*** Opening MATERIAL FOR THE TASK ***
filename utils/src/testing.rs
use sea_orm::{ConnectOptions, Database, DatabaseConnection, DbErr};

use crate::migrate;

/// Connects to a throwaway database and runs every migration on it.
///
/// A single pooled connection keeps `sqlite::memory:` pointing at one
/// database for the whole test.
pub async fn setup_test_db(db_url: &str) -> Result<DatabaseConnection, DbErr> {
    let mut opt = ConnectOptions::new(db_url);
    opt.max_connections(1).min_connections(1).sqlx_logging(false);

    let conn = Database::connect(opt).await?;
    migrate(&conn).await?;
    Ok(conn)
}
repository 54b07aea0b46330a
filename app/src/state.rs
use sea_orm::DatabaseConnection;

use crate::config::Config;

#[derive(Clone)]
pub struct AppState {
    pub conn: DatabaseConnection,
    pub config: Config,
}
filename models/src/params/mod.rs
pub mod score;
pub mod user;
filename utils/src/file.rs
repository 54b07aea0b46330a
use std::fs::OpenOptions;
use std::path::Path;

/// Makes sure the file behind a `sqlite://` url exists, since sqlx will not
/// create it unless the url asks for `mode=rwc`. Other urls are left alone.
pub fn create_dev_db(db_url: &str) -> std::io::Result<()> {
    let Some(path) = sqlite_path(db_url) else {
        return Ok(());
    };

    if let Some(parent) = Path::new(path).parent() {
        if !parent.as_os_str().is_empty() {
            std::fs::create_dir_all(parent)?;
        }
    }

    OpenOptions::new().create(true).append(true).open(path)?;
    Ok(())
}

fn sqlite_path(db_url: &str) -> Option<&str> {
    let rest = db_url
        .strip_prefix("sqlite://")
        .or_else(|| db_url.strip_prefix("sqlite:"))?;
    let path = rest.split('?').next().unwrap_or_default();

    if path.is_empty() || path.starts_with(":memory:") {
        None
    } else {
        Some(path)
    }
}
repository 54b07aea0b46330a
pub mod session;
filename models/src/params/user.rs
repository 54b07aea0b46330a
use serde::Deserialize;
use utoipa::ToSchema;
use validator::Validate;

#[derive(Deserialize, Validate, ToSchema)]
pub struct CreateUserParams {
    #[validate(length(min = 1, max = 50, message = "Username is required."))]
    pub username: String,
    #[validate(email(message = "Invalid email format."))]
    pub email: String,
    #[validate(length(min = 6, message = "Password must be at least 6 characters long."))]
    pub password: String,
}

#[derive(Deserialize, Validate, ToSchema)]
pub struct LoginUserParams {
    #[validate(length(min = 1, message = "Username and password are required."))]
    pub username: String,
    #[validate(length(min = 1, message = "Username and password are required."))]
    pub password: String,
}
use std::{ops::Deref, sync::Arc};

use anyhow::{Context, Result, ensure};

/// Work factors bcrypt accepts.
const HASH_COSTS: std::ops::RangeInclusive<u32> = 4..=31;

pub struct ConfigInner {
    pub db_url: String,
    pub host: String,
    pub port: u16,
    pub allowed_origin: String,
    /// bcrypt work factor for new password hashes.
    pub password_hash_cost: u32,
    /// Sessions expire after this many days without a request.
    pub session_days: i64,
}

impl ConfigInner {
    /// Rejects values that would only fail later, per request.
    pub fn check(&self) -> Result<()> {
        ensure!(
            HASH_COSTS.contains(&self.password_hash_cost),
            "PASSWORD_HASH_COST must be between {} and {}, got {}",
            HASH_COSTS.start(),
            HASH_COSTS.end(),
            self.password_hash_cost
        );
        ensure!(
            self.session_days > 0,
            "SESSION_DAYS must be positive, got {}",
            self.session_days
        );
        Ok(())
    }
}

#[derive(Clone)]
pub struct Config(Arc<ConfigInner>);

fn required(key: &str) -> Result<String> {
    std::env::var(key).with_context(|| format!("{key} is not set in .env file"))
}

fn optional<T>(key: &str, default: T) -> Result<T>
where
    T: std::str::FromStr,
    T::Err: std::error::Error + Send + Sync + 'static,
{
    match std::env::var(key) {
        Ok(value) => value
            .parse()
            .with_context(|| format!("{key} is not a valid value: {value}")),
        Err(_) => Ok(default),
    }
}

impl Config {
    pub fn from_env() -> Result<Config> {
        dotenvy::dotenv().ok();

        let v = ConfigInner {
            db_url: required("DATABASE_URL")?,
            host: required("HOST")?,
            port: required("PORT")?.parse().context("PORT is not a number")?,
            allowed_origin: required("ALLOWED_ORIGIN")?,
            password_hash_cost: optional("PASSWORD_HASH_COST", bcrypt::DEFAULT_COST)?,
            session_days: optional("SESSION_DAYS", 7)?,
        };
        v.check()?;

        Ok(Self(Arc::new(v)))
    }

    pub fn get_server_url(&self) -> String {
        format!("{}:{}", self.0.host, self.0.port)
    }
}

impl From<ConfigInner> for Config {
    fn from(inner: ConfigInner) -> Self {
        Self(Arc::new(inner))
    }
}

impl Deref for Config {
    type Target = ConfigInner;

    fn deref(&self) -> &Self::Target {
        &self.0
    }
}
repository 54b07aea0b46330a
use axum::{
    Extension, Router,
    extract::State,
    http::StatusCode,
    response::IntoResponse,
    routing::{get, post},
};
use tower_sessions::Session;

use app::persistence::users::{create_user, login_user};
use app::state::AppState;
use models::params::user::{CreateUserParams, LoginUserParams};
use models::schemas::user::{ClientSchema, UserSchema};

use crate::extractor::{Json, Valid};
use crate::middleware::session::save_client;
use crate::response::ApiErrorResponse;
use crate::{ApiResponse, error::ApiError};

/// Creates an account. The caller still has to log in afterwards.
#[utoipa::path(
    post,
    path = "/auth/register",
    tag = "auth",
    request_body = CreateUserParams,
    responses(
        (status = 201, description = "Account created", body = ApiResponse<UserSchema>),
        (status = 400, description = "Missing or invalid fields", body = ApiErrorResponse),
        (status = 409, description = "Username or email taken", body = ApiErrorResponse),
    )
)]
pub async fn register_post(
    State(state): State<AppState>,
    Valid(Json(params)): Valid<Json<CreateUserParams>>,
) -> Result<impl IntoResponse, ApiError> {
    let user = create_user(&state.conn, params, state.config.password_hash_cost).await?;

    Ok((
        StatusCode::CREATED,
        Json(ApiResponse::success(
            "Registration successful.",
            Some(UserSchema::from(user)),
        )),
    ))
}

#[utoipa::path(
    post,
    path = "/auth/login",
    tag = "auth",
    request_body = LoginUserParams,
    responses(
        (status = 200, description = "Logged in", body = ApiResponse<UserSchema>),
        (status = 401, description = "Invalid username or password", body = ApiErrorResponse),
    )
)]
pub async fn login_post(
    State(state): State<AppState>,
    session: Session,
    Extension(mut client): Extension<ClientSchema>,
    Valid(Json(params)): Valid<Json<LoginUserParams>>,
) -> Result<impl IntoResponse, ApiError> {
    let user = login_user(&state.conn, params).await?;

    // New identity, new session id.
    session.cycle_id().await?;
    client.update(Some(user));
    save_client(&session, &client).await?;

    Ok(Json(ApiResponse::success("Login successful.", client.user)))
}

#[utoipa::path(
    post,
    path = "/auth/logout",
    tag = "auth",
    responses((status = 200, description = "Logged out", body = ApiResponse<UserSchema>))
)]
pub async fn logout_post(
    session: Session,
    Extension(mut client): Extension<ClientSchema>,
) -> Result<impl IntoResponse, ApiError> {
    if client.user.is_some() {
        client.update(None);
        save_client(&session, &client).await?;
        session.cycle_id().await?;
    }

    Ok(Json(ApiResponse::<()>::success(
        "Logged out successfully.",
        None,
    )))
}

#[utoipa::path(
    get,
    path = "/auth/me",
    tag = "auth",
    responses((status = 200, description = "Current client session", body = ClientSchema))
)]
pub async fn me_get(
    Extension(client_state): Extension<ClientSchema>,
) -> Result<impl IntoResponse, ApiError> {
    Ok(Json(client_state))
}

pub fn create_auth_router() -> Router<AppState> {
    Router::new()
        .route("/login", post(login_post))
        .route("/logout", post(logout_post))
        .route("/register", post(register_post))
        .route("/me", get(me_get))
}
use serde::Deserialize;
use utoipa::IntoParams;

#[derive(Debug, Default, Deserialize, IntoParams)]
#[into_params(parameter_in = Query)]
pub struct LeaderboardQuery {
    /// Missing or blank yields an empty leaderboard.
    pub game_name: Option<String>,
}
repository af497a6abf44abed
//! Simulation flow: the player, portal checks and the per-step update.
//!
//! # Key types
//!
//! - [`Player`] is the first-person viewpoint moved by [`MovementInput`]
//! - [`PortalNavigator`] fires portals and enforces the cooldown between them
//! - [`Session`] ties a [`World`] and a player together
//!
//! # Lifecycle
//!
//! Each call to [`Session::step`]:
//! 1. Moves the player from the input of this step
//! 2. Advances the objects of the current environment
//! 3. Ticks the portal cooldown and, once it has run out, checks the portals
//!    of the current environment
//! 4. On a transition, puts the player on the resolved spawn point

use cgmath::{InnerSpace, Vector3};
use instant::Duration;
use rand::Rng;

use crate::data_structures::world::World;

pub const DEFAULT_PORTAL_COOLDOWN: Duration = Duration::from_millis(2000);
const PITCH_LIMIT: f32 = 89.0;

/// Movement keys and mouse motion for one step.
#[derive(Clone, Copy, Debug, Default, PartialEq)]
pub struct MovementInput {
    pub forward: bool,
    pub backward: bool,
    pub left: bool,
    pub right: bool,
    pub up: bool,
    pub down: bool,
    pub mouse_dx: f32,
    pub mouse_dy: f32,
}

#[derive(Clone, Debug, PartialEq)]
pub struct Player {
    pub position: Vector3<f32>,
    /// Degrees. Zero looks down -Z, positive turns right.
    pub yaw: f32,
    /// Degrees, within ±89.
    pub pitch: f32,
    /// Units per second.
    pub move_speed: f32,
    /// Degrees per unit of mouse motion.
    pub mouse_sensitivity: f32,
}

impl Default for Player {
    fn default() -> Self {
        Self::new(Vector3::new(0.0, 1.7, 0.0))
    }
}

impl Player {
    pub fn new(position: Vector3<f32>) -> Self {
        Self {
            position,
            yaw: 0.0,
            pitch: 0.0,
            move_speed: 5.0,
            mouse_sensitivity: 0.1,
        }
    }

    /// Turns by the mouse motion, then moves. Horizontal movement follows the
    /// yaw only, so looking up or down does not slow the player. Diagonal
    /// input is normalized.
    pub fn update(&mut self, dt: f32, input: &MovementInput) {
        self.yaw += input.mouse_dx * self.mouse_sensitivity;
        self.pitch = (self.pitch - input.mouse_dy * self.mouse_sensitivity)
            .clamp(-PITCH_LIMIT, PITCH_LIMIT);

        let (sin, cos) = self.yaw.to_radians().sin_cos();
        let forward = Vector3::new(sin, 0.0, -cos);
        let right = Vector3::new(cos, 0.0, sin);
        let up = Vector3::unit_y();

        let mut movement = Vector3::new(0.0, 0.0, 0.0);
        for (pressed, direction) in [
            (input.forward, forward),
            (input.backward, -forward),
            (input.right, right),
            (input.left, -right),
            (input.up, up),
            (input.down, -up),
        ] {
            if pressed {
                movement += direction;
            }
        }

        if movement.magnitude2() > 0.0 {
            self.position += movement.normalize() * self.move_speed * dt;
        }
    }

    /// Unit vector the player is looking along.
    pub fn look_direction(&self) -> Vector3<f32> {
        let (pitch_sin, pitch_cos) = self.pitch.to_radians().sin_cos();
        let (yaw_sin, yaw_cos) = self.yaw.to_radians().sin_cos();
        Vector3::new(pitch_cos * yaw_sin, pitch_sin, -pitch_cos * yaw_cos)
    }
}

/// A portal that fired.
#[derive(Clone, Debug, PartialEq)]
pub struct Transition {
    pub portal_id: String,
    pub from_environment: String,
    pub to_environment: String,
    pub spawn_point: String,
    /// Where the player is placed in the new environment.
    pub position: Vector3<f32>,
}

/// Detects portal entry and keeps the player from bouncing straight back.
///
/// After a successful transition every further check is suppressed until the
/// cooldown has elapsed, even while the player stands inside a portal box.
#[derive(Clone, Debug)]
pub struct PortalNavigator {
    cooldown: Duration,
    remaining: Duration,
}

impl Default for PortalNavigator {
    fn default() -> Self {
        Self::new(DEFAULT_PORTAL_COOLDOWN)
    }
}

impl PortalNavigator {
    pub fn new(cooldown: Duration) -> Self {
        Self {
            cooldown,
            remaining: Duration::ZERO,
        }
    }

    pub fn is_cooling_down(&self) -> bool {
        !self.remaining.is_zero()
    }

    pub fn remaining_cooldown(&self) -> Duration {
        self.remaining
    }

    /// Ticks the cooldown by `dt`, then, if it has run out, fires the first
    /// portal of the current environment containing `player`.
    ///
    /// A portal whose target environment is unknown does nothing and does not
    /// start the cooldown.
    pub fn check(
        &mut self,
        world: &mut World,
        player: Vector3<f32>,
        dt: Duration,
    ) -> Option<Transition> {
        self.remaining = self.remaining.saturating_sub(dt);
        if self.is_cooling_down() {
            return None;
        }

        let environment = world.current_environment()?;
        let portal = environment.portal_at(player)?;
        let from_environment = environment.id.clone();
        let portal_id = portal.id.clone();
        let target = portal.target_environment_id.clone();
        let spawn_point = portal.target_spawn_point.clone();

        log::debug!("Player entered portal {} in {}", portal_id, from_environment);
        if !world.transition_to(&target, &spawn_point) {
            log::warn!("Portal {} targets unknown environment {:?}", portal_id, target);
            return None;
        }
        let position = world.resolve_spawn(&target, &spawn_point)?;

        self.remaining = self.cooldown;
        Some(Transition {
            portal_id,
            from_environment,
            to_environment: target,
            spawn_point,
            position,
        })
    }
}

/// A world being walked through by one player.
#[derive(Debug)]
pub struct Session {
    pub world: World,
    pub player: Player,
    pub navigator: PortalNavigator,
}

impl Session {
    /// Places the player on the default spawn point of the current environment.
    pub fn new(world: World) -> Self {
        Self::with_cooldown(world, DEFAULT_PORTAL_COOLDOWN)
    }

    pub fn with_cooldown(world: World, cooldown: Duration) -> Self {
        let player = match world.current_environment() {
            Some(environment) => Player::new(environment.spawn_point()),
            None => Player::default(),
        };
        Self {
            world,
            player,
            navigator: PortalNavigator::new(cooldown),
        }
    }

    /// Advances the session by `dt` seconds.
    pub fn step<R: Rng + ?Sized>(
        &mut self,
        dt: f32,
        input: &MovementInput,
        rng: &mut R,
    ) -> Option<Transition> {
        self.player.update(dt, input);
        self.world.update(dt, rng);

        // NaN and negative steps count as zero, overflowing ones as forever
        let elapsed = Duration::try_from_secs_f32(dt.max(0.0)).unwrap_or(Duration::MAX);
        let transition = self
            .navigator
            .check(&mut self.world, self.player.position, elapsed)?;
        self.player.position = transition.position;
        Some(transition)
    }
}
*** Closing MATERIAL FOR THE TASK ***
Every line above with the word "derive" is to be copied out.

▸ ANSWER BOX:
#[derive(Clone)]
#[derive(Deserialize, Validate, ToSchema)]
#[derive(Deserialize, Validate, ToSchema)]
#[derive(Clone)]
#[derive(Debug, Default, Deserialize, IntoParams)]
#[derive(Clone, Copy, Debug, Default, PartialEq)]
#[derive(Clone, Debug, PartialEq)]
#[derive(Clone, Debug, PartialEq)]
#[derive(Clone, Debug)]
#[derive(Debug)]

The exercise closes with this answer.